(Dataset entries)
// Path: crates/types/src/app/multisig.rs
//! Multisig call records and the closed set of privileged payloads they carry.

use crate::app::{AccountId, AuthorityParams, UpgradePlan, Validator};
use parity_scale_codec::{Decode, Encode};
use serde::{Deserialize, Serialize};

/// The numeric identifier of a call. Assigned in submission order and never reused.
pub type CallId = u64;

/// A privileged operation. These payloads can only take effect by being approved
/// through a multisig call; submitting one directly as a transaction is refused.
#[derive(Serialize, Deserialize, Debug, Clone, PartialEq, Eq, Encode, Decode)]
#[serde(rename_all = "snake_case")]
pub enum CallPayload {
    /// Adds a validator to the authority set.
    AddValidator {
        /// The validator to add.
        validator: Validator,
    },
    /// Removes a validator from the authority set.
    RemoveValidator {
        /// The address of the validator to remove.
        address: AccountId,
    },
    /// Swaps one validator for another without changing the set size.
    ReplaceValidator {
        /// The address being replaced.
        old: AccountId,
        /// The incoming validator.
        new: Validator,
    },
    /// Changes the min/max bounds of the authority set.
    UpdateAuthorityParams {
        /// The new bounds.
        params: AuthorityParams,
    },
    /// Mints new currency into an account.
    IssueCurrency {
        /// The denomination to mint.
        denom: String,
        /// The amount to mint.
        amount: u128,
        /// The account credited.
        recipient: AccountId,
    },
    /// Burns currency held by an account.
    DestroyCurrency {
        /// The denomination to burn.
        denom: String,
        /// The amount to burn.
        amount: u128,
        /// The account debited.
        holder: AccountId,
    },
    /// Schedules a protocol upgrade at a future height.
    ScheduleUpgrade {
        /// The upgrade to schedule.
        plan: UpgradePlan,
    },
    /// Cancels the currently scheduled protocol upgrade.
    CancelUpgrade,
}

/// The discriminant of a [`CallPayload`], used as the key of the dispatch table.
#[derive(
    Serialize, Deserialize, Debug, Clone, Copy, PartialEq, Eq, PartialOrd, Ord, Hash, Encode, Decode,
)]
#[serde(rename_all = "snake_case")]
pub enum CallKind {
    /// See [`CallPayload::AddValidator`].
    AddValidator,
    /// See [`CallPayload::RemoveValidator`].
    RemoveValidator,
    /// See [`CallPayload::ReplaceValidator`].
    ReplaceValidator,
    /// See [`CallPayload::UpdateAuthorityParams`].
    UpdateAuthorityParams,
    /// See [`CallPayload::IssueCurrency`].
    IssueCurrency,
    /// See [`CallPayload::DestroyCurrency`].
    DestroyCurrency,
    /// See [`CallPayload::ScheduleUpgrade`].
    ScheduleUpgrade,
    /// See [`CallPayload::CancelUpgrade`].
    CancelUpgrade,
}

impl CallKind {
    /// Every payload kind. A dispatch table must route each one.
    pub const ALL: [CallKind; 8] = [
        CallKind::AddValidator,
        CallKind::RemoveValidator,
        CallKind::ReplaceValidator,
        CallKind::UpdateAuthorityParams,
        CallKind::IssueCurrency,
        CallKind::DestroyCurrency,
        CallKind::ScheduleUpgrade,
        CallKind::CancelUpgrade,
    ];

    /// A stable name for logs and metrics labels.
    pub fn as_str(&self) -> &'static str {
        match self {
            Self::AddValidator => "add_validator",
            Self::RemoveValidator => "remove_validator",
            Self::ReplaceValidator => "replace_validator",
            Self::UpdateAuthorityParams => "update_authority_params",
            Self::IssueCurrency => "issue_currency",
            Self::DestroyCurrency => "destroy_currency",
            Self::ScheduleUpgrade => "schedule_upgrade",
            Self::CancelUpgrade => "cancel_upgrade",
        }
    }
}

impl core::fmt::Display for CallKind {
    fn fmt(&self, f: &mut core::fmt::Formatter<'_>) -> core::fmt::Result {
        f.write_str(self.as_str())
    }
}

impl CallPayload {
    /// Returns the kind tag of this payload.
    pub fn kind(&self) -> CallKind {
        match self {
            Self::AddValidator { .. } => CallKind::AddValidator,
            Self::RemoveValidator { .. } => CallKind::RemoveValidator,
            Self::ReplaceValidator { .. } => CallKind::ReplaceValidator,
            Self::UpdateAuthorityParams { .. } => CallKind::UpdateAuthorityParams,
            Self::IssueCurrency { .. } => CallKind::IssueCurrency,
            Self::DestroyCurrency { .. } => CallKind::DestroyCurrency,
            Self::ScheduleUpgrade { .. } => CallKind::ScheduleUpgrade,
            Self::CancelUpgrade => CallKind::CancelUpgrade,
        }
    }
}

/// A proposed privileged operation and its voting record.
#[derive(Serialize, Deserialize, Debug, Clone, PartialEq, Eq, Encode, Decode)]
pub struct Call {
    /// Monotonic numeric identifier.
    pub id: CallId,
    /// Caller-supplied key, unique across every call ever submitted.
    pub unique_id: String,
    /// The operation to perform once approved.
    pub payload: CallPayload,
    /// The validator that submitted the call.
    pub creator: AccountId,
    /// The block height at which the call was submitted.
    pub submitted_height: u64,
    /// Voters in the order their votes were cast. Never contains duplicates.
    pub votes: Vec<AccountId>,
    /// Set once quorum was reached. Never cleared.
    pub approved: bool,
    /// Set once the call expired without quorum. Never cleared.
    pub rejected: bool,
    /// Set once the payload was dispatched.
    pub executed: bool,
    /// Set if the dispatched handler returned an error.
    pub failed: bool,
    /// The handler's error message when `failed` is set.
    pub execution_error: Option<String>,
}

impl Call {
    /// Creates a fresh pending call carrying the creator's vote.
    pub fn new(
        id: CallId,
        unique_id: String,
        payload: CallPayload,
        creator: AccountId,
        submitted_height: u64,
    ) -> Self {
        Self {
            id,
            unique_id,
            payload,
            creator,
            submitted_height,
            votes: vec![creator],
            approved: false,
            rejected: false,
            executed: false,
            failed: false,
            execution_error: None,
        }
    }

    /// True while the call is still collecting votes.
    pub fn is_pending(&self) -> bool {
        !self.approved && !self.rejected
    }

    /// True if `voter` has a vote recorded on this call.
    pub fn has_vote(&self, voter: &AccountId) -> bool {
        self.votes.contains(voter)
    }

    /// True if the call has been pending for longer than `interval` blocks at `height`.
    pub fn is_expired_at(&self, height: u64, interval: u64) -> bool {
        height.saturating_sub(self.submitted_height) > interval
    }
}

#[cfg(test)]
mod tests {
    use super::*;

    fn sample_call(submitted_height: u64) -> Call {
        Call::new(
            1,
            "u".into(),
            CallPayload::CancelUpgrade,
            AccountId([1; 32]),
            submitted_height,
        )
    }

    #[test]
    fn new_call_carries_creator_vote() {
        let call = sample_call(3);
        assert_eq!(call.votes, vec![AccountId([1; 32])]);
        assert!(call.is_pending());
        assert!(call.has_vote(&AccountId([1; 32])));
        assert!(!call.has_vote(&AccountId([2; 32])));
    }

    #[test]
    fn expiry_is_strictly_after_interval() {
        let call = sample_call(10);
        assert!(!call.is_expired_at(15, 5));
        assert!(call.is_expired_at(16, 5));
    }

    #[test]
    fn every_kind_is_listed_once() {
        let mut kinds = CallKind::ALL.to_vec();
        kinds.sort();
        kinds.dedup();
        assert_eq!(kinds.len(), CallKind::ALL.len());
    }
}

### [WHAT YOU WILL DO]
Your task is to repeat every entry exactly.

### [RESPONSE AREA]
// Path: crates/types/src/app/multisig.rs
//! Multisig call records and the closed set of privileged payloads they carry.

use crate::app::{AccountId, AuthorityParams, UpgradePlan, Validator};
use parity_scale_codec::{Decode, Encode};
use serde::{Deserialize, Serialize};

/// The numeric identifier of a call. Assigned in submission order and never reused.
pub type CallId = u64;

/// A privileged operation. These payloads can only take effect by being approved
/// through a multisig call; submitting one directly as a transaction is refused.
#[derive(Serialize, Deserialize, Debug, Clone, PartialEq, Eq, Encode, Decode)]
#[serde(rename_all = "snake_case")]
pub enum CallPayload {
    /// Adds a validator to the authority set.
    AddValidator {
        /// The validator to add.
        validator: Validator,
    },
    /// Removes a validator from the authority set.
    RemoveValidator {
        /// The address of the validator to remove.
        address: AccountId,
    },
    /// Swaps one validator for another without changing the set size.
    ReplaceValidator {
        /// The address being replaced.
        old: AccountId,
        /// The incoming validator.
        new: Validator,
    },
    /// Changes the min/max bounds of the authority set.
    UpdateAuthorityParams {
        /// The new bounds.
        params: AuthorityParams,
    },
    /// Mints new currency into an account.
    IssueCurrency {
        /// The denomination to mint.
        denom: String,
        /// The amount to mint.
        amount: u128,
        /// The account credited.
        recipient: AccountId,
    },
    /// Burns currency held by an account.
    DestroyCurrency {
        /// The denomination to burn.
        denom: String,
        /// The amount to burn.
        amount: u128,
        /// The account debited.
        holder: AccountId,
    },
    /// Schedules a protocol upgrade at a future height.
    ScheduleUpgrade {
        /// The upgrade to schedule.
        plan: UpgradePlan,
    },
    /// Cancels the currently scheduled protocol upgrade.
    CancelUpgrade,
}

/// The discriminant of a [`CallPayload`], used as the key of the dispatch table.
#[derive(
    Serialize, Deserialize, Debug, Clone, Copy, PartialEq, Eq, PartialOrd, Ord, Hash, Encode, Decode,
)]
#[serde(rename_all = "snake_case")]
pub enum CallKind {
    /// See [`CallPayload::AddValidator`].
    AddValidator,
    /// See [`CallPayload::RemoveValidator`].
    RemoveValidator,
    /// See [`CallPayload::ReplaceValidator`].
    ReplaceValidator,
    /// See [`CallPayload::UpdateAuthorityParams`].
    UpdateAuthorityParams,
    /// See [`CallPayload::IssueCurrency`].
    IssueCurrency,
    /// See [`CallPayload::DestroyCurrency`].
    DestroyCurrency,
    /// See [`CallPayload::ScheduleUpgrade`].
    ScheduleUpgrade,
    /// See [`CallPayload::CancelUpgrade`].
    CancelUpgrade,
}

impl CallKind {
    /// Every payload kind. A dispatch table must route each one.
    pub const ALL: [CallKind; 8] = [
        CallKind::AddValidator,
        CallKind::RemoveValidator,
        CallKind::ReplaceValidator,
        CallKind::UpdateAuthorityParams,
        CallKind::IssueCurrency,
        CallKind::DestroyCurrency,
        CallKind::ScheduleUpgrade,
        CallKind::CancelUpgrade,
    ];

    /// A stable name for logs and metrics labels.
    pub fn as_str(&self) -> &'static str {
        match self {
            Self::AddValidator => "add_validator",
            Self::RemoveValidator => "remove_validator",
            Self::ReplaceValidator => "replace_validator",
            Self::UpdateAuthorityParams => "update_authority_params",
            Self::IssueCurrency => "issue_currency",
            Self::DestroyCurrency => "destroy_currency",
            Self::ScheduleUpgrade => "schedule_upgrade",
            Self::CancelUpgrade => "cancel_upgrade",
        }
    }
}

impl core::fmt::Display for CallKind {
    fn fmt(&self, f: &mut core::fmt::Formatter<'_>) -> core::fmt::Result {
        f.write_str(self.as_str())
    }
}

impl CallPayload {
    /// Returns the kind tag of this payload.
    pub fn kind(&self) -> CallKind {
        match self {
            Self::AddValidator { .. } => CallKind::AddValidator,
            Self::RemoveValidator { .. } => CallKind::RemoveValidator,
            Self::ReplaceValidator { .. } => CallKind::ReplaceValidator,
            Self::UpdateAuthorityParams { .. } => CallKind::UpdateAuthorityParams,
            Self::IssueCurrency { .. } => CallKind::IssueCurrency,
            Self::DestroyCurrency { .. } => CallKind::DestroyCurrency,
            Self::ScheduleUpgrade { .. } => CallKind::ScheduleUpgrade,
            Self::CancelUpgrade => CallKind::CancelUpgrade,
        }
    }
}

/// A proposed privileged operation and its voting record.
#[derive(Serialize, Deserialize, Debug, Clone, PartialEq, Eq, Encode, Decode)]
pub struct Call {
    /// Monotonic numeric identifier.
    pub id: CallId,
    /// Caller-supplied key, unique across every call ever submitted.
    pub unique_id: String,
    /// The operation to perform once approved.
    pub payload: CallPayload,
    /// The validator that submitted the call.
    pub creator: AccountId,
    /// The block height at which the call was submitted.
    pub submitted_height: u64,
    /// Voters in the order their votes were cast. Never contains duplicates.
    pub votes: Vec<AccountId>,
    /// Set once quorum was reached. Never cleared.
    pub approved: bool,
    /// Set once the call expired without quorum. Never cleared.
    pub rejected: bool,
    /// Set once the payload was dispatched.
    pub executed: bool,
    /// Set if the dispatched handler returned an error.
    pub failed: bool,
    /// The handler's error message when `failed` is set.
    pub execution_error: Option<String>,
}

impl Call {
    /// Creates a fresh pending call carrying the creator's vote.
    pub fn new(
        id: CallId,
        unique_id: String,
        payload: CallPayload,
        creator: AccountId,
        submitted_height: u64,
    ) -> Self {
        Self {
            id,
            unique_id,
            payload,
            creator,
            submitted_height,
            votes: vec![creator],
            approved: false,
            rejected: false,
            executed: false,
            failed: false,
            execution_error: None,
        }
    }

    /// True while the call is still collecting votes.
    pub fn is_pending(&self) -> bool {
        !self.approved && !self.rejected
    }

    /// True if `voter` has a vote recorded on this call.
    pub fn has_vote(&self, voter: &AccountId) -> bool {
        self.votes.contains(voter)
    }

    /// True if the call has been pending for longer than `interval` blocks at `height`.
    pub fn is_expired_at(&self, height: u64, interval: u64) -> bool {
        height.saturating_sub(self.submitted_height) > interval
    }
}

#[cfg(test)]
mod tests {
    use super::*;

    fn sample_call(submitted_height: u64) -> Call {
        Call::new(
            1,
            "u".into(),
            CallPayload::CancelUpgrade,
            AccountId([1; 32]),
            submitted_height,
        )
    }

    #[test]
    fn new_call_carries_creator_vote() {
        let call = sample_call(3);
        assert_eq!(call.votes, vec![AccountId([1; 32])]);
        assert!(call.is_pending());
        assert!(call.has_vote(&AccountId([1; 32])));
        assert!(!call.has_vote(&AccountId([2; 32])));
    }

    #[test]
    fn expiry_is_strictly_after_interval() {
        let call = sample_call(10);
        assert!(!call.is_expired_at(15, 5));
        assert!(call.is_expired_at(16, 5));
    }

    #[test]
    fn every_kind_is_listed_once() {
        let mut kinds = CallKind::ALL.to_vec();
        kinds.sort();
        kinds.dedup();
        assert_eq!(kinds.len(), CallKind::ALL.len());
    }
}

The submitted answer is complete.